The temporary amendment for five substitutes as a temporary measure instead of the regular three should be welcomed by all.
In fact, Barbados Football Association’s Referee’s Manager Mark “Bob” Forde said he believed the move would become a permanent fixture of the game going forward.
“The change should not seriously affect the game going forward. Youth football plays with five substitutes, and in knock-out matches, you’re allowed an extra sub if the game goes into extra time,” he said.
Last week, the world’s football governing body FIFA announced the change agreed upon with the International Football Association Board (IFAB) to make a temporary amendment to the Laws of the Game based on a proposal by FIFA, seeking to protect the players’ welfare.
As such, for competitions started or scheduled to start and end by December 31, the IFAB approved the temporary measure to Law 3, which would allow for a maximum of five substitutes per team.
To avoid disruption to the game, substitutions will remain in its current format; three subs which could also be made at half time.
However, Forde said the only problem he foresaw was how teams would utilize the conditions to make the five substitutes.
“They still only have three stops in the game to make the five substitutes, bearing in mind that you can make the subs at half time. If you make one sub at half time, that leaves you with four. You still have to make those four subs within three stoppages.
“The coaches will then have to use their creativity to see when it is right to utilize the substitutions.
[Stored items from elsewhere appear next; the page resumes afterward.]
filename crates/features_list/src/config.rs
use serde::{Deserialize, Serialize};

use crate::activity::ActivityKind;
use crate::error::Error;

/// Construction-time options for a [`crate::FeaturesList`].
#[derive(Debug, Clone, Default, PartialEq, Eq, Serialize, Deserialize)]
#[serde(rename_all = "camelCase", default)]
pub struct ListOptions {
    /// Host element or region the list attaches to.
    pub container: Option<String>,
    pub select_activity: ActivityKind,
    pub action_activity: ActivityKind,
}

impl ListOptions {
    pub fn new(select_activity: ActivityKind, action_activity: ActivityKind) -> Self {
        Self {
            container: None,
            select_activity,
            action_activity,
        }
    }

    pub fn with_container(mut self, container: impl Into<String>) -> Self {
        self.container = Some(container.into());
        self
    }

    pub fn from_json(text: &str) -> Result<Self, Error> {
        serde_json::from_str(text).map_err(|e| Error::Options(e.to_string()))
    }
}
But it will not have an impact on the game in terms of stoppages, because the FIFA conditions stipulate the game can only have three stoppages to make subs, which is the usual thing,” he said.
Forde, a referee with almost four decades of experience under his boots, said he believed people would enjoy this change because of the Covid-19 pandemic more football would be jammed into a shorter space of time.
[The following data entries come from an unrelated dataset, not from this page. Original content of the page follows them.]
pub mod cache;
pub mod request;

pub use cache::*;
pub use request::*;
use cache::CacheError;
use foundation::handles::Generation;
use foundation::ids::FeatureId;
use layers::gateway::GatewayError;
use thiserror::Error as ThisError;

use crate::host::ViewError;

#[derive(Debug, Clone, PartialEq, ThisError)]
pub enum Error {
    #[error(transparent)]
    Gateway(#[from] GatewayError),

    #[error(transparent)]
    View(#[from] ViewError),

    /// Missing or inconsistent setup; nothing is rendered.
    #[error("configuration error: {0}")]
    Configuration(String),

    #[error("invalid list options: {0}")]
    Options(String),

    #[error("feature {0} is not in the list")]
    NotListed(FeatureId),

    #[error("no list item has value {0:?}")]
    UnknownValue(String),

    #[error("feature {0} has no geometry to navigate to")]
    EmptyGeometry(FeatureId),

    #[error("geometry for feature {0} arrived after the list was rebuilt")]
    StaleGeneration(FeatureId),

    #[error("listing for {0} was superseded by a newer rebuild")]
    Superseded(Generation),
}

impl From<CacheError> for Error {
    fn from(err: CacheError) -> Self {
        match err {
            CacheError::StaleGeneration { identity, .. } => Error::StaleGeneration(identity),
            CacheError::UnknownIdentity(identity) => Error::NotListed(identity),
        }
    }
}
Using Weymouth Wales as an example he noted they had a slew of 14 players who generally played all the time, with the same substitutions being made. He said this measure would therefore stretch the players and give them enough time to recover.
“If we start back the season, and decide to finish in two months, that will mean they (footballers) would be playing during the week and on weekends. It is going to affect the players physically, so these measures are to assist the players and assist the teams to use more subs over a weak period. It is a good idea and I like it,” he said.
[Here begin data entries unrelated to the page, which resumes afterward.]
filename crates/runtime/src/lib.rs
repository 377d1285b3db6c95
pub mod event_bus;

pub use event_bus::*;
use foundation::handles::Generation;
use foundation::ids::FeatureId;

/// Receipt for an in-flight geometry fetch.
///
/// Issued by the cache before the fetch starts; the result can only be stored
/// through the ticket, which pins it to the generation it was issued in.
#[derive(Debug, Clone, PartialEq, Eq, Hash)]
pub struct GeometryTicket {
    pub identity: FeatureId,
    pub generation: Generation,
}
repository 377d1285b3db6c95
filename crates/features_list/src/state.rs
use std::rc::Rc;

use cache::FeatureCache;
use layers::gateway::QueryGateway;
use layers::query::QueryParameters;
use runtime::event_bus::EventBus;

use crate::events::ListEvent;
use crate::model::ListModel;
use crate::projector::{Formatter, ListProjector};
use crate::selection::SelectionSyncController;

/// Store and formatter supplied at initialization.
pub(crate) struct Binding {
    pub store: Rc<dyn QueryGateway>,
    pub formatter: Formatter,
}

/// Everything a list mutates, behind one `RefCell`.
///
/// Borrows are short and never held across an `.await` or a host view call.
pub(crate) struct ListState {
    pub cache: FeatureCache,
    pub projector: ListProjector,
    pub model: ListModel,
    pub sync: SelectionSyncController,
    pub events: EventBus<ListEvent>,
    pub params: QueryParameters,
    pub binding: Option<Binding>,
}

impl ListState {
    pub fn new(sync: SelectionSyncController) -> Self {
        Self {
            cache: FeatureCache::new(),
            projector: ListProjector::new(),
            model: ListModel::new(),
            sync,
            events: EventBus::new(),
            params: QueryParameters::default(),
            binding: None,
        }
    }
}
Forde said he thought it would have a positive effect on the game overall: “I think going forward it is something FIFA will eventually make a part of the laws and write it into the rules, and in the future, you will be seeing five substitutes in the game.”
Last March, the IFAB approved a number of changes and amendments to the Laws of the Game.
An 11-page document with the changes was issued following the 133rd Annual General Meeting of the IFAB in Aberdeen, Scotland.
The changes took effect on June 1, 2019.